#### [Task statement]
Your answer should consist of each line from the data below that contains "does".
═════ Information given
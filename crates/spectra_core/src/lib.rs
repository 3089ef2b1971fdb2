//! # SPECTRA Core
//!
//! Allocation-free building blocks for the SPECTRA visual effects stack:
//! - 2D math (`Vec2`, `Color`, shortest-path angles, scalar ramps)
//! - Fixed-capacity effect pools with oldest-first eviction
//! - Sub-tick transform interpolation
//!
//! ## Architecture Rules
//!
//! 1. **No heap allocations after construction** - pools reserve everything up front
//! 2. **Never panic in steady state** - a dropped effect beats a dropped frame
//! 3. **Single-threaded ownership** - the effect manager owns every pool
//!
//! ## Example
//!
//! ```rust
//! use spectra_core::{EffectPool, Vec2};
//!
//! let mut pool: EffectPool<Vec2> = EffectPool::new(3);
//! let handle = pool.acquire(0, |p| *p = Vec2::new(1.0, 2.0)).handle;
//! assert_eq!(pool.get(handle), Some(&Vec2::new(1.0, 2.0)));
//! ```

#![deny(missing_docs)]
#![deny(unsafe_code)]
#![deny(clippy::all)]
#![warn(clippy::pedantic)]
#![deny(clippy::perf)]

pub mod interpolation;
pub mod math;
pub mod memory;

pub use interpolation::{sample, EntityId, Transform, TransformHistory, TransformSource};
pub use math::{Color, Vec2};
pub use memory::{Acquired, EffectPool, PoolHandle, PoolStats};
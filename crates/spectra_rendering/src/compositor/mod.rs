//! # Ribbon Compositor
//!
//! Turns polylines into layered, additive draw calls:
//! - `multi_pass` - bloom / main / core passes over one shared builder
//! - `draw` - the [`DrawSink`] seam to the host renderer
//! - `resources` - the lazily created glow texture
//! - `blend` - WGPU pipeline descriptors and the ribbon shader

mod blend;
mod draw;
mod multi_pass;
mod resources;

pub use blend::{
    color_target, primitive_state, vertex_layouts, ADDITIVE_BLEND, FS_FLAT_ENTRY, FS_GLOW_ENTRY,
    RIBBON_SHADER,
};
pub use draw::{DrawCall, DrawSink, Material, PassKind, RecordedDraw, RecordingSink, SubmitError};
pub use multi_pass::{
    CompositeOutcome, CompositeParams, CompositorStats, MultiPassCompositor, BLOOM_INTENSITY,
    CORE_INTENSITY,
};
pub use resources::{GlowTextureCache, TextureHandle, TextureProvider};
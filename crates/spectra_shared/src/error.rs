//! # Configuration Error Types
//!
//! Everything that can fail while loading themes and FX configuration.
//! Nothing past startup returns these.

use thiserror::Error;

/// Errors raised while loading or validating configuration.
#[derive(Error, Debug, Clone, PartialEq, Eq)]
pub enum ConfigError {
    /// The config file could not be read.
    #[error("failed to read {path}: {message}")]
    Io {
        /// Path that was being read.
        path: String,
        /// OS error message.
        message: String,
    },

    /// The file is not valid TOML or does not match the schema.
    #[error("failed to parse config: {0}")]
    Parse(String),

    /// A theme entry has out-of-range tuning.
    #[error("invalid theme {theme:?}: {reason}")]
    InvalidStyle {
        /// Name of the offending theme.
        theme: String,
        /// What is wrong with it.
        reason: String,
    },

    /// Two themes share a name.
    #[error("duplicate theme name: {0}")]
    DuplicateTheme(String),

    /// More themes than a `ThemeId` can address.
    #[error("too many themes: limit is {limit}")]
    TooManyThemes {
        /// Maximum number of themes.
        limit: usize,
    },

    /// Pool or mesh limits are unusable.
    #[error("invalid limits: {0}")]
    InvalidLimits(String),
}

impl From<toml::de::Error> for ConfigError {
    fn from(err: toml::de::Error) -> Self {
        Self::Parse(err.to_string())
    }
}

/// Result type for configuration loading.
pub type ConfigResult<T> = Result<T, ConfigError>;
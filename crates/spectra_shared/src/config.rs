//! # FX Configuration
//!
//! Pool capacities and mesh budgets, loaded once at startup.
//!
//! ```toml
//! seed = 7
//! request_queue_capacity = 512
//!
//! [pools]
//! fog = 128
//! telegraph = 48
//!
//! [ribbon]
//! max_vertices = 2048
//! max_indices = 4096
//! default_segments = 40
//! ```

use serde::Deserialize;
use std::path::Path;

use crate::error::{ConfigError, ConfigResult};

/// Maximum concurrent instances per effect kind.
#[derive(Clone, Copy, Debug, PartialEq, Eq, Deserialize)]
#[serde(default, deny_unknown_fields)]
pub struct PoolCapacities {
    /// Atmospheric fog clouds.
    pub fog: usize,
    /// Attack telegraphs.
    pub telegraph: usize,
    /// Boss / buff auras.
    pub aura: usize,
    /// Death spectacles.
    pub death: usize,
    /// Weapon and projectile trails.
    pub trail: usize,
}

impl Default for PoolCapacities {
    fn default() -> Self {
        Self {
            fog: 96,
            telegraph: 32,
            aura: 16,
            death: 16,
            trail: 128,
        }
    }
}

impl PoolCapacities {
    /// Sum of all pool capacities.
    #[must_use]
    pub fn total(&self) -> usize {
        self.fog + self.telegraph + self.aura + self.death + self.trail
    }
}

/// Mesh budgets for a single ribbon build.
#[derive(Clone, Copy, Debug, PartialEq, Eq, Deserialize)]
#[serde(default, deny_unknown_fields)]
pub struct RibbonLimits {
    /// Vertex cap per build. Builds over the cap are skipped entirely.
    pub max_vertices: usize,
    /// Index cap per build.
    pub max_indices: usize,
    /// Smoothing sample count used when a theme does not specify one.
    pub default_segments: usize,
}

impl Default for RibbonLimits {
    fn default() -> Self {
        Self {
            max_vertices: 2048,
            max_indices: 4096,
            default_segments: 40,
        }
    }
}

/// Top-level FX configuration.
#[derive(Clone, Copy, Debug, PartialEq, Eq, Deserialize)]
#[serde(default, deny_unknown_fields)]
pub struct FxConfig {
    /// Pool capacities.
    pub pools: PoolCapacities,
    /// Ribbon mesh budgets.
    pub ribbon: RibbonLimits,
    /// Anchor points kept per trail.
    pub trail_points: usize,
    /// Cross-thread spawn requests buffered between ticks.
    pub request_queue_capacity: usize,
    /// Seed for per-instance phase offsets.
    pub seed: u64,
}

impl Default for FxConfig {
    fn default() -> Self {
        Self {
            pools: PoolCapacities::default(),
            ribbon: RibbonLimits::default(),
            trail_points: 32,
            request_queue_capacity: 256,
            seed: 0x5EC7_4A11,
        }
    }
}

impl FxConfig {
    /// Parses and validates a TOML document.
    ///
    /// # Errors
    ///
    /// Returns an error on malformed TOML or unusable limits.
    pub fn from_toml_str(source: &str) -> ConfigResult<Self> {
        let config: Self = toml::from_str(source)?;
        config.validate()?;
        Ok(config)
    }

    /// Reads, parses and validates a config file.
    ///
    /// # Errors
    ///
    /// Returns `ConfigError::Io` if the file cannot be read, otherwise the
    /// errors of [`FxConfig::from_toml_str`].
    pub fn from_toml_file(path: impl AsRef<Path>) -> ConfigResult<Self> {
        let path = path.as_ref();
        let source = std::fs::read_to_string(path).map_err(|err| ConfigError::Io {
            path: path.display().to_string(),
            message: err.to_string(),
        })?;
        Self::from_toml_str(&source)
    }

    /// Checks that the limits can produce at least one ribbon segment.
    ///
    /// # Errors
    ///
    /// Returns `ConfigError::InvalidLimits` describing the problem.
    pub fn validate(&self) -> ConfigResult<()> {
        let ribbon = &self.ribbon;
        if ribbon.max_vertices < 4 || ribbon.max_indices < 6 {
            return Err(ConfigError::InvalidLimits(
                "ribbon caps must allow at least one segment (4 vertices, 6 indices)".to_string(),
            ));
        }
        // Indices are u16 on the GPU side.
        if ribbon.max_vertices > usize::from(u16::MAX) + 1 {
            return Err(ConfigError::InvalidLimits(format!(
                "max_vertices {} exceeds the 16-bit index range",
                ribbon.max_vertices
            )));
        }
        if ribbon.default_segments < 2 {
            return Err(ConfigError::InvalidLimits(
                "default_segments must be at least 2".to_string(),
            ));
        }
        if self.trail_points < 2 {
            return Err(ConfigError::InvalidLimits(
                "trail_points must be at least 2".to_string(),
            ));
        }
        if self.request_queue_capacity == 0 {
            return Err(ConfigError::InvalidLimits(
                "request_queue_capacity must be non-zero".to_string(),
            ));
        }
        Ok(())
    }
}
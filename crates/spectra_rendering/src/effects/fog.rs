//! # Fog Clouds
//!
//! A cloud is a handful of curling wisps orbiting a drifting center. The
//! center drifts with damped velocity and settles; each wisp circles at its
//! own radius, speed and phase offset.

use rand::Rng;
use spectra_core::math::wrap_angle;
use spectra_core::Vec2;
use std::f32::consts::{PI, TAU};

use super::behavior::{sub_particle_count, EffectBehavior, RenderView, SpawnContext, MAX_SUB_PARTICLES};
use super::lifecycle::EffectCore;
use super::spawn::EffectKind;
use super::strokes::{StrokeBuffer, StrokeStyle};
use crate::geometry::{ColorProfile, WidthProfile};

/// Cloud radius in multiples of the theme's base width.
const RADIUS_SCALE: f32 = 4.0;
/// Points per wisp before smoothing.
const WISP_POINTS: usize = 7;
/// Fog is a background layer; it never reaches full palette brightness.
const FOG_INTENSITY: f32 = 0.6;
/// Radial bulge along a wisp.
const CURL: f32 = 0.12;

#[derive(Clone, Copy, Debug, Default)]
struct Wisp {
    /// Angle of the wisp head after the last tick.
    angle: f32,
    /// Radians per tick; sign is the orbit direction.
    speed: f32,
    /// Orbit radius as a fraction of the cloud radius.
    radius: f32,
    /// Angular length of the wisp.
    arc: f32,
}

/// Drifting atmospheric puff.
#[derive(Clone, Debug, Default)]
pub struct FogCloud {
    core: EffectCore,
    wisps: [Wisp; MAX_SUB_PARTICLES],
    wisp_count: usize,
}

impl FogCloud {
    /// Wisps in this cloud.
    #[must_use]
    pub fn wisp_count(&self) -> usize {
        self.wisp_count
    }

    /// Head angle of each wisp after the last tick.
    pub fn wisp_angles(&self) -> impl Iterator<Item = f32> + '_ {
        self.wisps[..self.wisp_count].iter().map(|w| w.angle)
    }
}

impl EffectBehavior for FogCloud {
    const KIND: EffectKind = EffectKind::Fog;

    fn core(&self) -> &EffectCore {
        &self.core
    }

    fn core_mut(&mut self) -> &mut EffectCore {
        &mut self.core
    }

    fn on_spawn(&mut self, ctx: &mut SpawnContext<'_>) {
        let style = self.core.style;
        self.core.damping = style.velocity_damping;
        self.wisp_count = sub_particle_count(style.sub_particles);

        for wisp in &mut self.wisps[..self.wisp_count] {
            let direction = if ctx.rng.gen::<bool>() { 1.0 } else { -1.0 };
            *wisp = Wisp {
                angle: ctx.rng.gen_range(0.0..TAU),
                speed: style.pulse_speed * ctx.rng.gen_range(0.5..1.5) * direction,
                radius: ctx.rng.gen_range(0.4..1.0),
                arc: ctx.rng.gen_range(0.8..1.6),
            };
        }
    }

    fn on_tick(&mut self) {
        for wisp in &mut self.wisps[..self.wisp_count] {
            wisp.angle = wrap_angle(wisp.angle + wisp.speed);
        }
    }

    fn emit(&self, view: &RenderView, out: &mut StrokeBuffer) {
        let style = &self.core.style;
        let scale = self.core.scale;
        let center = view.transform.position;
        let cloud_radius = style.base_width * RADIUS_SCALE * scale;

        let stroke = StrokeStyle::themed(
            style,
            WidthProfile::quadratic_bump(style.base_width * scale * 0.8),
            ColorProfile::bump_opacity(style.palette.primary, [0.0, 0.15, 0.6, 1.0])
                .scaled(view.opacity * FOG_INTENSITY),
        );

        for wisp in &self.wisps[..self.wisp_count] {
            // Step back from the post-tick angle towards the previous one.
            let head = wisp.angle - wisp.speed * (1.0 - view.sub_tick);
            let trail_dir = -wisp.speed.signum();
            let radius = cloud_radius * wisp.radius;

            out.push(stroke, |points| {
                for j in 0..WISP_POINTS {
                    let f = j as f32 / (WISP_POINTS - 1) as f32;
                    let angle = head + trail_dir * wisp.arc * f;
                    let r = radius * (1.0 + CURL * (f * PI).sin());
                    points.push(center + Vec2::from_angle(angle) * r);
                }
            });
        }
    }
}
══════════
═════ Information given
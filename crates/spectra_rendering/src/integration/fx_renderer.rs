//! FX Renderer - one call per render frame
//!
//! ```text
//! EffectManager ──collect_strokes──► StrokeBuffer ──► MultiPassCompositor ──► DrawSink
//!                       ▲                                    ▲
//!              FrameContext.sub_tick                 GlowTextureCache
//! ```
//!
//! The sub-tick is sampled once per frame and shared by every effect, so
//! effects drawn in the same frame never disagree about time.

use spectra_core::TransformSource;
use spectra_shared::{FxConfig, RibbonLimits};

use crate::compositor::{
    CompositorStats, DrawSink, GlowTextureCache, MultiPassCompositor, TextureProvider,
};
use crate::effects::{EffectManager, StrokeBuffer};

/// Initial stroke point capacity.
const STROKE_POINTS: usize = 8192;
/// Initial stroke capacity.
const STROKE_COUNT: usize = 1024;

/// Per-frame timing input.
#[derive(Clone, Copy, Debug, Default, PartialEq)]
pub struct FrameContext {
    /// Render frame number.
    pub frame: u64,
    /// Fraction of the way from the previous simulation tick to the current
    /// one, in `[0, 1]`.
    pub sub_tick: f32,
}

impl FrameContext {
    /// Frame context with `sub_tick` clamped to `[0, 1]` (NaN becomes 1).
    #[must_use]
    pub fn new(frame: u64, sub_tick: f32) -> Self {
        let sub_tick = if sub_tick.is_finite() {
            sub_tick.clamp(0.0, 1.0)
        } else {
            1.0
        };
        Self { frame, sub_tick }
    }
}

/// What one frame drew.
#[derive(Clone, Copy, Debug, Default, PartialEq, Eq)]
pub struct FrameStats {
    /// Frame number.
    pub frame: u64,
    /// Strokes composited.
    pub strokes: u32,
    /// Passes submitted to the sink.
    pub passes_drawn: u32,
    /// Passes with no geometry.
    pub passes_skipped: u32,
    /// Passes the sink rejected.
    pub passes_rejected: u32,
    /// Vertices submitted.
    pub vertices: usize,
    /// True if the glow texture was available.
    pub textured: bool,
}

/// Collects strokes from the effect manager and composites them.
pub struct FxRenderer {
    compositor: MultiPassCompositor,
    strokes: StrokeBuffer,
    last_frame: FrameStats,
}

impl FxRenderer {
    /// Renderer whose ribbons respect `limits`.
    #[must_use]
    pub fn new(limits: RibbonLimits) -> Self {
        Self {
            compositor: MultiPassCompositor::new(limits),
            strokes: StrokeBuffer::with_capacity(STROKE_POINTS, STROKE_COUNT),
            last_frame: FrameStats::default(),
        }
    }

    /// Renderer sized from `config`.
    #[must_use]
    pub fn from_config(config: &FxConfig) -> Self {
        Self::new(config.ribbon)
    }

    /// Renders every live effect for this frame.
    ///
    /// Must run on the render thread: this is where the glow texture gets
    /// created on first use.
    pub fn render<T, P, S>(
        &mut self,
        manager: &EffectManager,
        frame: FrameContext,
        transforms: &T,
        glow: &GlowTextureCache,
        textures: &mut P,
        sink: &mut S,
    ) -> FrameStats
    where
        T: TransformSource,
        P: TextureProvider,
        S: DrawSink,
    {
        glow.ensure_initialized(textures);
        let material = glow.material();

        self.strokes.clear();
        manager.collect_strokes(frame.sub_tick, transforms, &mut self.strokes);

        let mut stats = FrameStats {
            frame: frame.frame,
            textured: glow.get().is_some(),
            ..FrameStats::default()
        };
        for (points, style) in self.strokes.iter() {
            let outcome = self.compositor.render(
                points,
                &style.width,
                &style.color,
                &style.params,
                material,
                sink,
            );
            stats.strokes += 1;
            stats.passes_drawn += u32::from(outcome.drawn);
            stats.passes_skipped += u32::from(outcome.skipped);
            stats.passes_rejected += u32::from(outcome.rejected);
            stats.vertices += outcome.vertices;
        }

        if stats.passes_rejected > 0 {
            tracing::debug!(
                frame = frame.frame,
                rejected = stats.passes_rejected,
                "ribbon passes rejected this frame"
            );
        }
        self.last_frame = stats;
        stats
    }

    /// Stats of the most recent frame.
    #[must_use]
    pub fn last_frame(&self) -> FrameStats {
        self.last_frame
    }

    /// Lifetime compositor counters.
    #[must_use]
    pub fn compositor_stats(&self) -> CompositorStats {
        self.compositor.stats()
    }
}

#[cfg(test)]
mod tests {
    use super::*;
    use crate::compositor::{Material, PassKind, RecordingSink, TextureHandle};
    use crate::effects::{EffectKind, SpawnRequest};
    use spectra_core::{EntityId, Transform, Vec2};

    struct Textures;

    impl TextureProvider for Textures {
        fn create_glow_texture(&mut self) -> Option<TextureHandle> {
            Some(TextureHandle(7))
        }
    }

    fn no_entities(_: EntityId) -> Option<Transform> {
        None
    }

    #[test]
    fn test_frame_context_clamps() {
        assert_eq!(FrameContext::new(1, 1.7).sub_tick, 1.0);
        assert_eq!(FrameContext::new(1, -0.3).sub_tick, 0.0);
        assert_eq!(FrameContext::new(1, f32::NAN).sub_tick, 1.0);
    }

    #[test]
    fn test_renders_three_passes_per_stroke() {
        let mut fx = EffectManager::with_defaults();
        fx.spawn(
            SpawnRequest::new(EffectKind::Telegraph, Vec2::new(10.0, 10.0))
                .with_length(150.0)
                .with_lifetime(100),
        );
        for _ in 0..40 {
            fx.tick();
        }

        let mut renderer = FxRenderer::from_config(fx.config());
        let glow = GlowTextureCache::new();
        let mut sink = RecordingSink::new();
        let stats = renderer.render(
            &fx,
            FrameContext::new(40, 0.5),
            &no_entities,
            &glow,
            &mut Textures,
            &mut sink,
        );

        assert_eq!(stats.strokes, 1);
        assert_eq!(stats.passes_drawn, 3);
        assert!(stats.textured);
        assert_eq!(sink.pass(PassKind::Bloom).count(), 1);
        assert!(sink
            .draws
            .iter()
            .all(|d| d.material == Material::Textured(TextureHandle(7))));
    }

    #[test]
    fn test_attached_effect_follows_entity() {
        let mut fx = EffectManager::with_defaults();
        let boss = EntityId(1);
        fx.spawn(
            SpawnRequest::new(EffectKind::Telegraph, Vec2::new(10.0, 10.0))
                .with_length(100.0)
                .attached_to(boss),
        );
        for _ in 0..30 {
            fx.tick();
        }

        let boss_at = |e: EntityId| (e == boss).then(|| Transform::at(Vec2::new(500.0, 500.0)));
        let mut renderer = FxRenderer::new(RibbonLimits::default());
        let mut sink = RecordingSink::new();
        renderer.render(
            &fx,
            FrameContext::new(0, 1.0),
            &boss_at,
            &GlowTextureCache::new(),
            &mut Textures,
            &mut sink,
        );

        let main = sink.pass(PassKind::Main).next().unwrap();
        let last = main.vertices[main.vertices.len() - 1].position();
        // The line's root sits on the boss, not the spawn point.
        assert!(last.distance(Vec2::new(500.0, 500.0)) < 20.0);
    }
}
══════════
#### [Exercise result]
    /// The file is not valid TOML or does not match the schema.
    /// Smoothing sample count used when a theme does not specify one.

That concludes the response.